--- Supplied data Enclosed Below ---

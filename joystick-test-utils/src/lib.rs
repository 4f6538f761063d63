//! Joystick Test Utilities
//!
//! Shared test infrastructure for the Joystick workspace:
//! - Scripted HTTP senders that record every request
//! - A cache store wrapper that records writes
//! - Proptest generators for ids, params and versions
//! - Fixtures for configs and combine responses

pub use joystick_cache::{CacheStats, CacheStore, MemoryCacheStore};
pub use joystick_client::{
    ApiRequest, ApiResponse, Client, ClientBuilder, HttpMethod, HttpSender,
};
pub use joystick_core::{
    ApiError, CacheKey, ClientConfig, ContentOptions, ContentUpdate, JoystickError,
    JoystickResult, TransportError, ValidationError,
};

use async_trait::async_trait;
use serde_json::Value;
use std::collections::VecDeque;
use std::io;
use std::sync::atomic::{AtomicUsize, Ordering};
use std::sync::Arc;
use std::time::Duration;
use tokio::sync::Mutex;

// ============================================================================
// MOCK TRANSPORT
// ============================================================================

/// Scripted reply for [`MockHttpSender`].
#[derive(Debug, Clone)]
pub enum MockReply {
    Response(ApiResponse),
    /// Fail at the transport level with a connection-refused I/O error.
    TransportFailure(String),
}

/// HTTP sender that replays scripted replies in order and records requests.
///
/// Once the script runs out, every further call gets the fallback reply
/// (200 with an empty JSON object unless set otherwise).
#[derive(Debug)]
pub struct MockHttpSender {
    script: Mutex<VecDeque<MockReply>>,
    fallback: MockReply,
    requests: Mutex<Vec<ApiRequest>>,
    calls: AtomicUsize,
}

impl Default for MockHttpSender {
    fn default() -> Self {
        Self::new()
    }
}

impl MockHttpSender {
    pub fn new() -> Self {
        Self {
            script: Mutex::new(VecDeque::new()),
            fallback: MockReply::Response(ApiResponse::json(200, &Value::Object(Default::default()))),
            requests: Mutex::new(Vec::new()),
            calls: AtomicUsize::new(0),
        }
    }

    /// Always answer `status` with `body` encoded as JSON.
    pub fn always_json(status: u16, body: Value) -> Self {
        Self::new().with_fallback(MockReply::Response(ApiResponse::json(status, &body)))
    }

    /// Always answer `status` with a raw body.
    pub fn always_raw(status: u16, body: impl Into<Vec<u8>>) -> Self {
        Self::new().with_fallback(MockReply::Response(ApiResponse::new(status, body)))
    }

    /// Always fail at the transport level.
    pub fn always_failing(message: impl Into<String>) -> Self {
        Self::new().with_fallback(MockReply::TransportFailure(message.into()))
    }

    pub fn with_fallback(mut self, reply: MockReply) -> Self {
        self.fallback = reply;
        self
    }

    /// Queue a reply ahead of the fallback.
    pub async fn push_reply(&self, reply: MockReply) {
        self.script.lock().await.push_back(reply);
    }

    pub async fn push_json(&self, status: u16, body: Value) {
        self.push_reply(MockReply::Response(ApiResponse::json(status, &body)))
            .await;
    }

    pub fn call_count(&self) -> usize {
        self.calls.load(Ordering::SeqCst)
    }

    pub async fn requests(&self) -> Vec<ApiRequest> {
        self.requests.lock().await.clone()
    }

    pub async fn last_request(&self) -> Option<ApiRequest> {
        self.requests.lock().await.last().cloned()
    }
}

#[async_trait]
impl HttpSender for MockHttpSender {
    async fn send(&self, request: ApiRequest) -> Result<ApiResponse, TransportError> {
        self.calls.fetch_add(1, Ordering::SeqCst);
        self.requests.lock().await.push(request);

        let reply = self
            .script
            .lock()
            .await
            .pop_front()
            .unwrap_or_else(|| self.fallback.clone());
        match reply {
            MockReply::Response(response) => Ok(response),
            MockReply::TransportFailure(message) => Err(Box::new(io::Error::new(
                io::ErrorKind::ConnectionRefused,
                message,
            ))),
        }
    }
}

// ============================================================================
// RECORDING CACHE
// ============================================================================

/// One `set` call seen by [`RecordingCacheStore`].
#[derive(Debug, Clone, PartialEq)]
pub struct CacheWrite {
    pub key: CacheKey,
    pub value: Value,
    pub ttl: Duration,
}

/// In-memory store that also records every write.
#[derive(Debug, Default)]
pub struct RecordingCacheStore {
    inner: MemoryCacheStore,
    writes: Mutex<Vec<CacheWrite>>,
}

impl RecordingCacheStore {
    pub fn new() -> Self {
        Self::default()
    }

    pub async fn writes(&self) -> Vec<CacheWrite> {
        self.writes.lock().await.clone()
    }
}

#[async_trait]
impl CacheStore for RecordingCacheStore {
    async fn get(&self, key: &CacheKey) -> JoystickResult<Option<Value>> {
        self.inner.get(key).await
    }

    async fn set(&self, key: &CacheKey, value: Value, ttl: Duration) -> JoystickResult<()> {
        self.writes.lock().await.push(CacheWrite {
            key: key.clone(),
            value: value.clone(),
            ttl,
        });
        self.inner.set(key, value, ttl).await
    }

    async fn clear(&self) -> JoystickResult<bool> {
        self.inner.clear().await
    }

    async fn stats(&self) -> JoystickResult<CacheStats> {
        self.inner.stats().await
    }
}

// ============================================================================
// PROPTEST GENERATORS
// ============================================================================

pub mod generators {
    //! Proptest strategies for Joystick inputs.

    use proptest::prelude::*;
    use serde_json::Value;

    /// Content ids as the service issues them.
    pub fn arb_content_id() -> impl Strategy<Value = String> {
        "[a-z][a-z0-9-]{0,23}"
    }

    pub fn arb_content_ids() -> impl Strategy<Value = Vec<String>> {
        prop::collection::vec(arb_content_id(), 1..6)
    }

    pub fn arb_sem_ver() -> impl Strategy<Value = String> {
        (0u32..100, 0u32..100, 0u32..100).prop_map(|(a, b, c)| format!("{}.{}.{}", a, b, c))
    }

    pub fn arb_param_value() -> impl Strategy<Value = Value> {
        prop_oneof![
            any::<bool>().prop_map(Value::from),
            any::<i32>().prop_map(Value::from),
            "[a-zA-Z0-9 ]{0,16}".prop_map(Value::from),
        ]
    }

    /// Param pairs with unique keys, in arbitrary order.
    pub fn arb_params() -> impl Strategy<Value = Vec<(String, Value)>> {
        prop::collection::btree_map("[a-z]{1,10}", arb_param_value(), 0..6)
            .prop_map(|m| m.into_iter().collect::<Vec<_>>())
            .prop_shuffle()
    }

    /// Descriptions the publisher accepts.
    pub fn arb_valid_description() -> impl Strategy<Value = String> {
        "[a-zA-Z0-9 ]{1,50}"
    }
}

// ============================================================================
// TEST FIXTURES
// ============================================================================

pub mod fixtures {
    //! Pre-built configs and combine responses.

    use super::*;
    use serde_json::{json, Map};

    pub const TEST_API_KEY: &str = "test-api-key";

    /// Config with only an API key.
    pub fn test_config() -> ClientConfig {
        config_builder().build().unwrap()
    }

    pub fn config_builder() -> joystick_core::ClientConfigBuilder {
        ClientConfig::builder(TEST_API_KEY)
    }

    /// Success envelope for one content item.
    pub fn envelope(data: Value) -> Value {
        json!({
            "data": data,
            "hash": "b3c4a1f2",
            "meta": {"uid": 0, "mod": 0, "variants": [], "seg": []}
        })
    }

    /// Combine response with a success envelope per `(id, data)` pair.
    pub fn combine_response<'a>(items: impl IntoIterator<Item = (&'a str, Value)>) -> Value {
        let map: Map<String, Value> = items
            .into_iter()
            .map(|(id, data)| (id.to_string(), envelope(data)))
            .collect();
        Value::Object(map)
    }

    /// Client over the given sender and cache.
    pub fn client_with(
        config: ClientConfig,
        sender: Arc<MockHttpSender>,
        cache: Arc<dyn CacheStore>,
    ) -> Client {
        Client::builder(config)
            .http_sender(sender)
            .cache_store(cache)
            .build()
            .unwrap()
    }

    /// Client over a fresh mock sender and in-memory cache.
    pub fn mock_client(config: ClientConfig) -> (Client, Arc<MockHttpSender>) {
        let sender = Arc::new(MockHttpSender::new());
        let client = client_with(
            config,
            Arc::clone(&sender),
            Arc::new(MemoryCacheStore::default()),
        );
        (client, sender)
    }
}

// ============================================================================
// TRACING
// ============================================================================

/// Install a test subscriber honouring `RUST_LOG`. Safe to call repeatedly.
pub fn init_test_tracing() {
    let _ = tracing_subscriber::fmt()
        .with_env_filter(
            tracing_subscriber::EnvFilter::try_from_default_env()
                .unwrap_or_else(|_| tracing_subscriber::EnvFilter::new("warn")),
        )
        .with_test_writer()
        .try_init();
}

// ============================================================================
// TESTS
// ============================================================================

#[cfg(test)]
mod tests {
    use super::*;
    use joystick_client::transport::Url;
    use serde_json::json;

    fn request() -> ApiRequest {
        ApiRequest::new(HttpMethod::Post, Url::parse("https://example.test/").unwrap())
    }

    #[tokio::test]
    async fn test_mock_sender_script_then_fallback() {
        let sender = MockHttpSender::always_json(500, json!({"error": "x"}));
        sender.push_json(200, json!({"ok": true})).await;

        let first = sender.send(request()).await.unwrap();
        let second = sender.send(request()).await.unwrap();
        assert_eq!(first.status, 200);
        assert_eq!(second.status, 500);
        assert_eq!(sender.call_count(), 2);
        assert_eq!(sender.requests().await.len(), 2);
    }

    #[tokio::test]
    async fn test_mock_sender_transport_failure() {
        let sender = MockHttpSender::always_failing("connection refused");
        let err = sender.send(request()).await.unwrap_err();
        assert_eq!(err.to_string(), "connection refused");
    }

    #[test]
    fn test_combine_response_fixture() {
        let response = fixtures::combine_response([("a", json!({"k": 1}))]);
        assert_eq!(response["a"]["data"], json!({"k": 1}));
        assert!(response["a"]["hash"].is_string());
    }
}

--- End of Enclosed Supplied data ---

— Your assignment —
I'd like the lines above from the one with "Combine response with" up to and including the one with "pub fn init_test_tracing()" copied exactly, with no other lines.

— Answer to this task —
    /// Combine response with a success envelope per `(id, data)` pair.
    pub fn combine_response<'a>(items: impl IntoIterator<Item = (&'a str, Value)>) -> Value {
        let map: Map<String, Value> = items
            .into_iter()
            .map(|(id, data)| (id.to_string(), envelope(data)))
            .collect();
        Value::Object(map)
    }

    /// Client over the given sender and cache.
    pub fn client_with(
        config: ClientConfig,
        sender: Arc<MockHttpSender>,
        cache: Arc<dyn CacheStore>,
    ) -> Client {
        Client::builder(config)
            .http_sender(sender)
            .cache_store(cache)
            .build()
            .unwrap()
    }

    /// Client over a fresh mock sender and in-memory cache.
    pub fn mock_client(config: ClientConfig) -> (Client, Arc<MockHttpSender>) {
        let sender = Arc::new(MockHttpSender::new());
        let client = client_with(
            config,
            Arc::clone(&sender),
            Arc::new(MemoryCacheStore::default()),
        );
        (client, sender)
    }
}

// ============================================================================
// TRACING
// ============================================================================

/// Install a test subscriber honouring `RUST_LOG`. Safe to call repeatedly.
pub fn init_test_tracing() {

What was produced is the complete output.